Recorded data:
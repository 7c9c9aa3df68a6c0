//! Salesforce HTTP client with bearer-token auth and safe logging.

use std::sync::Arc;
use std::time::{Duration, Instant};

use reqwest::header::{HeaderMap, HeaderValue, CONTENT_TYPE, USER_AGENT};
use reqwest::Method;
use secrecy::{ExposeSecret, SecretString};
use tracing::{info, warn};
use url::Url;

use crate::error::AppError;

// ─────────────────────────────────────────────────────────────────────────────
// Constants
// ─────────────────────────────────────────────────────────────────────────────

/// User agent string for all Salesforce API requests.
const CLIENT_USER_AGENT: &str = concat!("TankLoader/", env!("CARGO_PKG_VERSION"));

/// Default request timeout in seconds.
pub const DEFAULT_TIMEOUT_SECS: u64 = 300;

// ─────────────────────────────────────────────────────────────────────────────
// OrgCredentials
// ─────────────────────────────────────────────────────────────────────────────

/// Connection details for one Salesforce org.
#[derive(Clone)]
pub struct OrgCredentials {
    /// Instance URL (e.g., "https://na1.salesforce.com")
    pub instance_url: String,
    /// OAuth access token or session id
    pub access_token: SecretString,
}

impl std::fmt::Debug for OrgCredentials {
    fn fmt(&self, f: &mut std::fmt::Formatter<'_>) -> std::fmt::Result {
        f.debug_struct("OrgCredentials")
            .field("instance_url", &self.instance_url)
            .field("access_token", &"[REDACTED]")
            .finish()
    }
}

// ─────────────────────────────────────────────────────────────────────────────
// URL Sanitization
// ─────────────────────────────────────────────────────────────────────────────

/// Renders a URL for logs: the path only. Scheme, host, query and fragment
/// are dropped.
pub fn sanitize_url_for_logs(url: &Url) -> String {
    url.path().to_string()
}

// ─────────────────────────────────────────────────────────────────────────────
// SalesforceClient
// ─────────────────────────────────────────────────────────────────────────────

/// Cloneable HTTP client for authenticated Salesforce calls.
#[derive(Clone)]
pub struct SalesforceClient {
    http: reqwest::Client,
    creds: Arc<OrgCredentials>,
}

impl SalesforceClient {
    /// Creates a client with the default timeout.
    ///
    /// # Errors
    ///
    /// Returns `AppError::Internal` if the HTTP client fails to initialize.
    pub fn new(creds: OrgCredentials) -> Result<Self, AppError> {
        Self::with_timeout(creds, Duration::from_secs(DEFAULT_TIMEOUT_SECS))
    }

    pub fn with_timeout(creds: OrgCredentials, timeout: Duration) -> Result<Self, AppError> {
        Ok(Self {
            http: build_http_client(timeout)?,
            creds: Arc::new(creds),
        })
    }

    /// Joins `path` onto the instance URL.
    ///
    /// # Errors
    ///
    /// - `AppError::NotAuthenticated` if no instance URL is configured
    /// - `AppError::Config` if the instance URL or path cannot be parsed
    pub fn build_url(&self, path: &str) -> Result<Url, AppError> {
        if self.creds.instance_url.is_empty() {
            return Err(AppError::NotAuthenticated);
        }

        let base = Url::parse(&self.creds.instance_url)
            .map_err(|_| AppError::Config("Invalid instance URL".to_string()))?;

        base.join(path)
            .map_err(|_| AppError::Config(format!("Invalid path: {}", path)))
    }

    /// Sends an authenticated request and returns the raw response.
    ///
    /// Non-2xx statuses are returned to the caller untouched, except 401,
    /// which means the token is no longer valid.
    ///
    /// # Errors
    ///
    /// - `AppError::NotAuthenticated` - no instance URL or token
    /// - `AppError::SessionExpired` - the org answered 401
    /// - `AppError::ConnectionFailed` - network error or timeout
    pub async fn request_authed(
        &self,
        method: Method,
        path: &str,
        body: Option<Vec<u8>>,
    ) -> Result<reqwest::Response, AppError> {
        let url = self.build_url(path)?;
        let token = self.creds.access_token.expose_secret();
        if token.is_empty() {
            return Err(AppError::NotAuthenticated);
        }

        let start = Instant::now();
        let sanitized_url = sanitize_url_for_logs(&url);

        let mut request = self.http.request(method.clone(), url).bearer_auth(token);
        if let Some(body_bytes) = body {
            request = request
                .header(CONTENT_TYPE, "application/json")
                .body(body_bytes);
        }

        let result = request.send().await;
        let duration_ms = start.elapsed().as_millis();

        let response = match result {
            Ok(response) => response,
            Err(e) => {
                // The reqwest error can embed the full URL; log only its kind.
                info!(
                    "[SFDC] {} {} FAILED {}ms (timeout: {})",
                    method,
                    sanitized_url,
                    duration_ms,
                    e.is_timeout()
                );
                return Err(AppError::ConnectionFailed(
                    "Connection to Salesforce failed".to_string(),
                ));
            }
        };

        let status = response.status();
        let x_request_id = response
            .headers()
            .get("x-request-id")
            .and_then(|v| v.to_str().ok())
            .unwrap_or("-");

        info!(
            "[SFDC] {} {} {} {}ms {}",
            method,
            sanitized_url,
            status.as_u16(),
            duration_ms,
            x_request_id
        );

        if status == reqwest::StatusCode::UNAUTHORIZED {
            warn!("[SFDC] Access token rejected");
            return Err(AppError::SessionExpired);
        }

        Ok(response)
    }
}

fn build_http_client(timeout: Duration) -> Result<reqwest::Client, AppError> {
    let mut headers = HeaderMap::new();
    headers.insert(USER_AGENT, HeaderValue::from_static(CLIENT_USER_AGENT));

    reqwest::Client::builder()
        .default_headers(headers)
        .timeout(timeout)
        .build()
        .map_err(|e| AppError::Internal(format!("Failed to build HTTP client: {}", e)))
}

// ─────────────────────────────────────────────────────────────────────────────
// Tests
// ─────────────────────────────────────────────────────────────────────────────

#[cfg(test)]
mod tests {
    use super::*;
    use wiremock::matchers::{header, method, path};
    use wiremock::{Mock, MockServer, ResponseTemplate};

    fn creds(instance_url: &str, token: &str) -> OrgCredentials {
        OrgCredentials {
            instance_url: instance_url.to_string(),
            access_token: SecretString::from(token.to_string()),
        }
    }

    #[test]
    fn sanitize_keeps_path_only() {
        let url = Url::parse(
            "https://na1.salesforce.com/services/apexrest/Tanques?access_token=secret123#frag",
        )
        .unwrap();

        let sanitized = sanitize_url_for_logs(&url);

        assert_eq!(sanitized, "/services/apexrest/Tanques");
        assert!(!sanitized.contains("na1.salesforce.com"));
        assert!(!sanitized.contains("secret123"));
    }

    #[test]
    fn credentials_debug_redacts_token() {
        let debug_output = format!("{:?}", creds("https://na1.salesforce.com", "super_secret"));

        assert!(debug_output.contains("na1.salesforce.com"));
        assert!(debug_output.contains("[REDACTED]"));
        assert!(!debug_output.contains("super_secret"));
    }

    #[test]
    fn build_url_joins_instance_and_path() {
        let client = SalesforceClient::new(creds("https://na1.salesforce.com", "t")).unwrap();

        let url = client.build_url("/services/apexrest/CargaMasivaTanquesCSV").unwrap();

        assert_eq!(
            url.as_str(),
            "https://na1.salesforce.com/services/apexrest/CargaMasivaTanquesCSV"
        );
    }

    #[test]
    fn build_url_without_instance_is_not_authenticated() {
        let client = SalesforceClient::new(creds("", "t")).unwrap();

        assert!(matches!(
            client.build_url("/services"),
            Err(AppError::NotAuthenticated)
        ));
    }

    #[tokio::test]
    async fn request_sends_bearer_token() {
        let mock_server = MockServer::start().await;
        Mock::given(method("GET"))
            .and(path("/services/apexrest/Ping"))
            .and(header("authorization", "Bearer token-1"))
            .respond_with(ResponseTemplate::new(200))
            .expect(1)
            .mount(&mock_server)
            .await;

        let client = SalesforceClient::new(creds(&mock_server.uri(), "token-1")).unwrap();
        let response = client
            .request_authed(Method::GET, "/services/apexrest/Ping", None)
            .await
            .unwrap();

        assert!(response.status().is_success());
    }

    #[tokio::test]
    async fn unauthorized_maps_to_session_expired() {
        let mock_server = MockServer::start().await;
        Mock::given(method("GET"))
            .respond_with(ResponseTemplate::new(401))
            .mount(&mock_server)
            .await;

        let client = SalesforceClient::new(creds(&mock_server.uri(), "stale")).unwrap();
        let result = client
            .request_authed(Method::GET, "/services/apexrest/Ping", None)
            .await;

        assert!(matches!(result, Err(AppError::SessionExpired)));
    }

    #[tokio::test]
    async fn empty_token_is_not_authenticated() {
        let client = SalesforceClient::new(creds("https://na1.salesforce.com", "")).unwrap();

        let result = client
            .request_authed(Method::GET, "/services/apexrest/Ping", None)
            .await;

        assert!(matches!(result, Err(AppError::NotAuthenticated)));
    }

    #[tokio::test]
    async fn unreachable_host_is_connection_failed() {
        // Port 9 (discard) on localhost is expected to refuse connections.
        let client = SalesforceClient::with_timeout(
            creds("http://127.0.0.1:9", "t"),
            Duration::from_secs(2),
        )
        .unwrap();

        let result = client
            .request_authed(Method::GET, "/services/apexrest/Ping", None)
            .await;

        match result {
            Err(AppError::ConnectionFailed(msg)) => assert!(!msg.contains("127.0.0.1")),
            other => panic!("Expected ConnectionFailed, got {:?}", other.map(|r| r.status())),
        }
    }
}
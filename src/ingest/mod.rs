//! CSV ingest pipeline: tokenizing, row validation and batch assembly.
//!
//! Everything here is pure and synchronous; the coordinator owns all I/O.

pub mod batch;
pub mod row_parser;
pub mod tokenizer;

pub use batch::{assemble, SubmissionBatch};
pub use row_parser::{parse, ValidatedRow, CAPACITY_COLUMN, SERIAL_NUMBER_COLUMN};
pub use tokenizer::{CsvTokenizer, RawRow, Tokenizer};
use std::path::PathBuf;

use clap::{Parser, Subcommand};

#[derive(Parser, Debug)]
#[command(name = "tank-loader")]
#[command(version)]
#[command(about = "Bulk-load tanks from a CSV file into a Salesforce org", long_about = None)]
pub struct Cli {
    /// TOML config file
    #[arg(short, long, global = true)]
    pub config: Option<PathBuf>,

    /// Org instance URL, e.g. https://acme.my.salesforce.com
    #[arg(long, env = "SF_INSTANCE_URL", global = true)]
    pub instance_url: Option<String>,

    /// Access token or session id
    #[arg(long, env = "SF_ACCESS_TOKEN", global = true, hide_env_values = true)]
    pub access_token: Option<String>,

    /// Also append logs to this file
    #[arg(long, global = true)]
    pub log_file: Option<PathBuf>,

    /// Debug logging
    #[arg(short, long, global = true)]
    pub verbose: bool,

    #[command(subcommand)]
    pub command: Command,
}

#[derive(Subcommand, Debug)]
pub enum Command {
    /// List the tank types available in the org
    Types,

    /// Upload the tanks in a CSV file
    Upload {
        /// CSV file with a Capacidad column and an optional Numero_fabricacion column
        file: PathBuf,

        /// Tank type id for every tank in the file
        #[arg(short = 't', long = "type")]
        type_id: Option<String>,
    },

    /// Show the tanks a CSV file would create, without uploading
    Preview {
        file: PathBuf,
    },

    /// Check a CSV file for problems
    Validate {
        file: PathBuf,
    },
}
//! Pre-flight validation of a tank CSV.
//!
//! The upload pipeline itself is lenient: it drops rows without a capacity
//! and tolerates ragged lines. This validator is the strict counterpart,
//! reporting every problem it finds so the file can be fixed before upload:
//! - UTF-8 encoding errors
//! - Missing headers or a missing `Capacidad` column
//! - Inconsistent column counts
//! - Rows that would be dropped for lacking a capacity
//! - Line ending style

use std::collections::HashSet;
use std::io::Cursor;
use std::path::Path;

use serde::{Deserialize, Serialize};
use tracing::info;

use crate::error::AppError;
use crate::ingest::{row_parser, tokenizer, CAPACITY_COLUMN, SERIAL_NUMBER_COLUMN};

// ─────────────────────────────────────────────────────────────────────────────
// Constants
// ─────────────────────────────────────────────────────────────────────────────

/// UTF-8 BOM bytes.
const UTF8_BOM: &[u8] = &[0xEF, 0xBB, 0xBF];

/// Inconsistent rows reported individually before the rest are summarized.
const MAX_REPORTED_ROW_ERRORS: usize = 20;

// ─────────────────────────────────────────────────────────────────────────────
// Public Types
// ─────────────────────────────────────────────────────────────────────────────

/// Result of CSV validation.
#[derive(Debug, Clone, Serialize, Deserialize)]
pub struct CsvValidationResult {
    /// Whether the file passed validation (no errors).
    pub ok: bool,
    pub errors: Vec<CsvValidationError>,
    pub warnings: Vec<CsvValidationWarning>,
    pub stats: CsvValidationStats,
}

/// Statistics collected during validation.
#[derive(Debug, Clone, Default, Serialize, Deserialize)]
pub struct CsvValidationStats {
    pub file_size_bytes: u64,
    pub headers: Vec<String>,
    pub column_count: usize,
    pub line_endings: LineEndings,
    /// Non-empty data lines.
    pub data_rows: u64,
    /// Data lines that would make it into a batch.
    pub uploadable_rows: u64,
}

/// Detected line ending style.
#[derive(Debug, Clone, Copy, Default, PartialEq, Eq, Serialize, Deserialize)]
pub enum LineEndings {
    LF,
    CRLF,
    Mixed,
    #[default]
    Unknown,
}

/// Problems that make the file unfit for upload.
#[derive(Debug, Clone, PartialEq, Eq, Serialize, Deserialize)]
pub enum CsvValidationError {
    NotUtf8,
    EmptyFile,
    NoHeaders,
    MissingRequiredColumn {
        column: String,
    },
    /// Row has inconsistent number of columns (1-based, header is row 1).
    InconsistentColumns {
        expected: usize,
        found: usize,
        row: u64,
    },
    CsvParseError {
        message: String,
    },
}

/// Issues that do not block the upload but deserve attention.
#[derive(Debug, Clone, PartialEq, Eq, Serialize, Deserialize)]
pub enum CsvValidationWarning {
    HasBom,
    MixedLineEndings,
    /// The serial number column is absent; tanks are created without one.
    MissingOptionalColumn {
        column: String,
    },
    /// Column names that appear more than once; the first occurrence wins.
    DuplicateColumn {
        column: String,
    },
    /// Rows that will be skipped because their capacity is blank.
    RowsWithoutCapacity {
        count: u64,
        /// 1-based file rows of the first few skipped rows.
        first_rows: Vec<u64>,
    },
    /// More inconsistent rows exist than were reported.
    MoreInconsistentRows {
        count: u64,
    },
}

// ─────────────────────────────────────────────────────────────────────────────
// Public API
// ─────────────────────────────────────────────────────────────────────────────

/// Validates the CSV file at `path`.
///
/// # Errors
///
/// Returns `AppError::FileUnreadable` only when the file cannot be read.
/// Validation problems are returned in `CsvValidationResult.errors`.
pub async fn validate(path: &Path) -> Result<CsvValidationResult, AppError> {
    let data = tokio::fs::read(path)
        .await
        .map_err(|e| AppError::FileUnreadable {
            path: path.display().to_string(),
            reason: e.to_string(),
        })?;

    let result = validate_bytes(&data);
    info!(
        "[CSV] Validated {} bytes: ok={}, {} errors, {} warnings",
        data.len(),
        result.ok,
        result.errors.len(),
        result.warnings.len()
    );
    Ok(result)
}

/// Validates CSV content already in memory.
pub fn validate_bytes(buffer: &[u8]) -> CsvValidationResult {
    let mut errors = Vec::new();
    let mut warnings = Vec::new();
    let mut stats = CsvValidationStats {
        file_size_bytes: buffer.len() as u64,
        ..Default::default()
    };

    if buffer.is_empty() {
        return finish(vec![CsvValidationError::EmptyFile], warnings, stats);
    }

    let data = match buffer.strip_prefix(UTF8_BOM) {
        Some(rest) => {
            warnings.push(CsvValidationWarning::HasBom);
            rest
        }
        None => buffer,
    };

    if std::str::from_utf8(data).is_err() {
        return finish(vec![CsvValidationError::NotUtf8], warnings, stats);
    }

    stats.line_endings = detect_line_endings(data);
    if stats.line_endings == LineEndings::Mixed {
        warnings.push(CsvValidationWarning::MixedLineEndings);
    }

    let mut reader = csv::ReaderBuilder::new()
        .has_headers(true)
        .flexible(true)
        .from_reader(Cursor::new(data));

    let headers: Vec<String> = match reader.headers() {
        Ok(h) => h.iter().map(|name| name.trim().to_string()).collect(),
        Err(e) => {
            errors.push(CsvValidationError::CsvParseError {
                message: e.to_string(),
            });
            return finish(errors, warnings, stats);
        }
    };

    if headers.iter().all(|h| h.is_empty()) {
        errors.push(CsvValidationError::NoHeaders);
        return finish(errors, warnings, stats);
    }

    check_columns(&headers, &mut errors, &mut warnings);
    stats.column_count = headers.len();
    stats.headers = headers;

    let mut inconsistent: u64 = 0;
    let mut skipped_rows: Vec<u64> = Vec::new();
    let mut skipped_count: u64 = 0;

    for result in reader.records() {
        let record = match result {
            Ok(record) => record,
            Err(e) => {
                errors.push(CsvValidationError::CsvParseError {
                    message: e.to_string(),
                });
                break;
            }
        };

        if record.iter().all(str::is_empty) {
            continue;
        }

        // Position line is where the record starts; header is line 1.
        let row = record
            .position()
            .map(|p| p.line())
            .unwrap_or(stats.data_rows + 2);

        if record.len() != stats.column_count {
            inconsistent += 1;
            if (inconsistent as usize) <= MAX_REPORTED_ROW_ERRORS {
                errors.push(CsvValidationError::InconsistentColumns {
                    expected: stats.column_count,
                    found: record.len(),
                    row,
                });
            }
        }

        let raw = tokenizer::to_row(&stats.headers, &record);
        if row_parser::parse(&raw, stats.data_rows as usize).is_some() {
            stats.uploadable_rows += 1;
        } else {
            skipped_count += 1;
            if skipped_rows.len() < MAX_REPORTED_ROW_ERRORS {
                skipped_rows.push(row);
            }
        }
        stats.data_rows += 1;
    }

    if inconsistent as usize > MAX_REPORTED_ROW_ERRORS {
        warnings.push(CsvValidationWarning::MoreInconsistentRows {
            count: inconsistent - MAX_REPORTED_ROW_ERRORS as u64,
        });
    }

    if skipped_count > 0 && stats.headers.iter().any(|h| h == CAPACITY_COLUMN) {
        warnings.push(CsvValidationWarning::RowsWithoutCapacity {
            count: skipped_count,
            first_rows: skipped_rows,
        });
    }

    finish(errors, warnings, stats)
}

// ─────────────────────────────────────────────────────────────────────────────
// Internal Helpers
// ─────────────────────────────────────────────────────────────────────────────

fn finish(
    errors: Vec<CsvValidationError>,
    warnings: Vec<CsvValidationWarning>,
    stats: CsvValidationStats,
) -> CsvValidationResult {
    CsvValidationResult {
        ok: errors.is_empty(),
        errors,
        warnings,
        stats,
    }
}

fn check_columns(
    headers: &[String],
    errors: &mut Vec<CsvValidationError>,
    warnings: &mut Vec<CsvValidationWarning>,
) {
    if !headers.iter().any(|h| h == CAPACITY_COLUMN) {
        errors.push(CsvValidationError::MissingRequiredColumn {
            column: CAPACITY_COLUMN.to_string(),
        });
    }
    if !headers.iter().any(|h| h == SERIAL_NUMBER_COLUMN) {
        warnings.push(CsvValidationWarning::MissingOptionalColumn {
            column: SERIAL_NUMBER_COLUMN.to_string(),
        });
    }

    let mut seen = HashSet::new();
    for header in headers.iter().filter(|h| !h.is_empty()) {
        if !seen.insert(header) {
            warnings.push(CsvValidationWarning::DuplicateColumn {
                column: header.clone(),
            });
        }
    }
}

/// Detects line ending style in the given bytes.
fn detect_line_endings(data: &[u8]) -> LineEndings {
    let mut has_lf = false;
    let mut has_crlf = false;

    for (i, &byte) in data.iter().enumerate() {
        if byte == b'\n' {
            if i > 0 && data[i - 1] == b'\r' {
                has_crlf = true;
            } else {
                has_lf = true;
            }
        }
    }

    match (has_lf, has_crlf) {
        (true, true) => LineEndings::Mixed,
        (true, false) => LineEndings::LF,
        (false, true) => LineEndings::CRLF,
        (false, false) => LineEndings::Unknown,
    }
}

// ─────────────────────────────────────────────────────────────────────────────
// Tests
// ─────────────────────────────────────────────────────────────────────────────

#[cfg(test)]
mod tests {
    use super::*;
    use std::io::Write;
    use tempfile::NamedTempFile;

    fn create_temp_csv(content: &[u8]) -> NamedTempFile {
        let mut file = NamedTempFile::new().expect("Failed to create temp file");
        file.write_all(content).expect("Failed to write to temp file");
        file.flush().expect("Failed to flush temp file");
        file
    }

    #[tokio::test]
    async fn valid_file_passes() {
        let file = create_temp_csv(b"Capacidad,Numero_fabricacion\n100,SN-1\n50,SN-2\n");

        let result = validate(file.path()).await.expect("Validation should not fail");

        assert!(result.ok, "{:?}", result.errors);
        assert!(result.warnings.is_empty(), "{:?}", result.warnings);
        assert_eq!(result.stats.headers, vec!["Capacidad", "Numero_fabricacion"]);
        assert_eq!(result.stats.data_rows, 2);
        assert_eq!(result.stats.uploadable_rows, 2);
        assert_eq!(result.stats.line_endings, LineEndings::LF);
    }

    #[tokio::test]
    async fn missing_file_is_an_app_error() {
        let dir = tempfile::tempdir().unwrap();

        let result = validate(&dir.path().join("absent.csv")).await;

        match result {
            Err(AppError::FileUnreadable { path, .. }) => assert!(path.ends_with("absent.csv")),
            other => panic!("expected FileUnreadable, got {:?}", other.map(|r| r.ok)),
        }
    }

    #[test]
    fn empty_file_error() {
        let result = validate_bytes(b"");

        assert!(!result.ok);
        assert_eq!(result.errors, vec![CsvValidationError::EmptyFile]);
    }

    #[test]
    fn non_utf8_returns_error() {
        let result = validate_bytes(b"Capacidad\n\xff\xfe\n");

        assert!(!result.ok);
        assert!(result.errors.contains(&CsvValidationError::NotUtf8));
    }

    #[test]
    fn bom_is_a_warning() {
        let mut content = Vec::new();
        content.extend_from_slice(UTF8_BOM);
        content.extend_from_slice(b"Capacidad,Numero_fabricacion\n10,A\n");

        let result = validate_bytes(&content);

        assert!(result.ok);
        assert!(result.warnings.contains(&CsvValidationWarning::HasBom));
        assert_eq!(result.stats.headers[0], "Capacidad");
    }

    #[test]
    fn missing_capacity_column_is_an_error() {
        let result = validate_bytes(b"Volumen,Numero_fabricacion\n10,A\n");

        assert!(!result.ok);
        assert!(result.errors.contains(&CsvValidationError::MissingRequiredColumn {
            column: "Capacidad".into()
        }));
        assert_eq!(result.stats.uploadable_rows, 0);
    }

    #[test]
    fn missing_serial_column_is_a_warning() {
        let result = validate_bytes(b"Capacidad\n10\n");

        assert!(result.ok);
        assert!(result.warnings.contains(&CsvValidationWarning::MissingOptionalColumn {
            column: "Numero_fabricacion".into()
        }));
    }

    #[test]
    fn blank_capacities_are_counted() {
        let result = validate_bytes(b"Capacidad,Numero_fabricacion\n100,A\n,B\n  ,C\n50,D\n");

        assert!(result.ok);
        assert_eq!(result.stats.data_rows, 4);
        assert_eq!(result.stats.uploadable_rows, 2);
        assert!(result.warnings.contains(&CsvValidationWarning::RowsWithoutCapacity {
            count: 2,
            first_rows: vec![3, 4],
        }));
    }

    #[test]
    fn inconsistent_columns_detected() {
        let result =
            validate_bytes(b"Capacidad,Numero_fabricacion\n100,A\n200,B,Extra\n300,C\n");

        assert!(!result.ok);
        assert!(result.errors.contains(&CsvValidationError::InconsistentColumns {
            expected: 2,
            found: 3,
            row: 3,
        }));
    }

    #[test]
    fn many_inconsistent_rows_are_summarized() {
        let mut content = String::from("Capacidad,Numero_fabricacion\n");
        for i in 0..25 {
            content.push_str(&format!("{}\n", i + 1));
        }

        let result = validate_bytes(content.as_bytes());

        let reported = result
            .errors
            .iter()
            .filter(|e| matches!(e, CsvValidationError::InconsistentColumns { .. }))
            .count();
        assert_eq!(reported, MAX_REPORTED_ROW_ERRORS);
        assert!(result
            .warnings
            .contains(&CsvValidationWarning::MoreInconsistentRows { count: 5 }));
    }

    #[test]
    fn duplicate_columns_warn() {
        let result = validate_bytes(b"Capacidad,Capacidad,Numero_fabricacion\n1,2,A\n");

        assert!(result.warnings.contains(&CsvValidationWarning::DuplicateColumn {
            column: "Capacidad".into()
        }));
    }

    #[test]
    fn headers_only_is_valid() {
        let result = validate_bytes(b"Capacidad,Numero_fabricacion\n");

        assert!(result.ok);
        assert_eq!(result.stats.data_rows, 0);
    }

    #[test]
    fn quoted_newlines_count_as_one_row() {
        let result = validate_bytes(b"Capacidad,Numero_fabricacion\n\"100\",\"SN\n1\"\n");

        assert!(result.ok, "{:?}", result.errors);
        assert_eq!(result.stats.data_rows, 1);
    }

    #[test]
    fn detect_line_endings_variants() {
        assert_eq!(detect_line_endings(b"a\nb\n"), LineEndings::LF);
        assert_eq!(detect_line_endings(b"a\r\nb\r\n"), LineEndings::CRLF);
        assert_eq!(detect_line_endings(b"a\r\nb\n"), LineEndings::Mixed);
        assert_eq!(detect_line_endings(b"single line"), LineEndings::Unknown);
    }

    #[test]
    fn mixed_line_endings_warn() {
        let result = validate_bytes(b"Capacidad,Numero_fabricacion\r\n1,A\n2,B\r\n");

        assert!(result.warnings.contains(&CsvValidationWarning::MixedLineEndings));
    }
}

What the task asks:
Copy out every line from the records that has the word "SFDC".

The completed task:
                    "[SFDC] {} {} FAILED {}ms (timeout: {})",
            "[SFDC] {} {} {} {}ms {}",
            warn!("[SFDC] Access token rejected");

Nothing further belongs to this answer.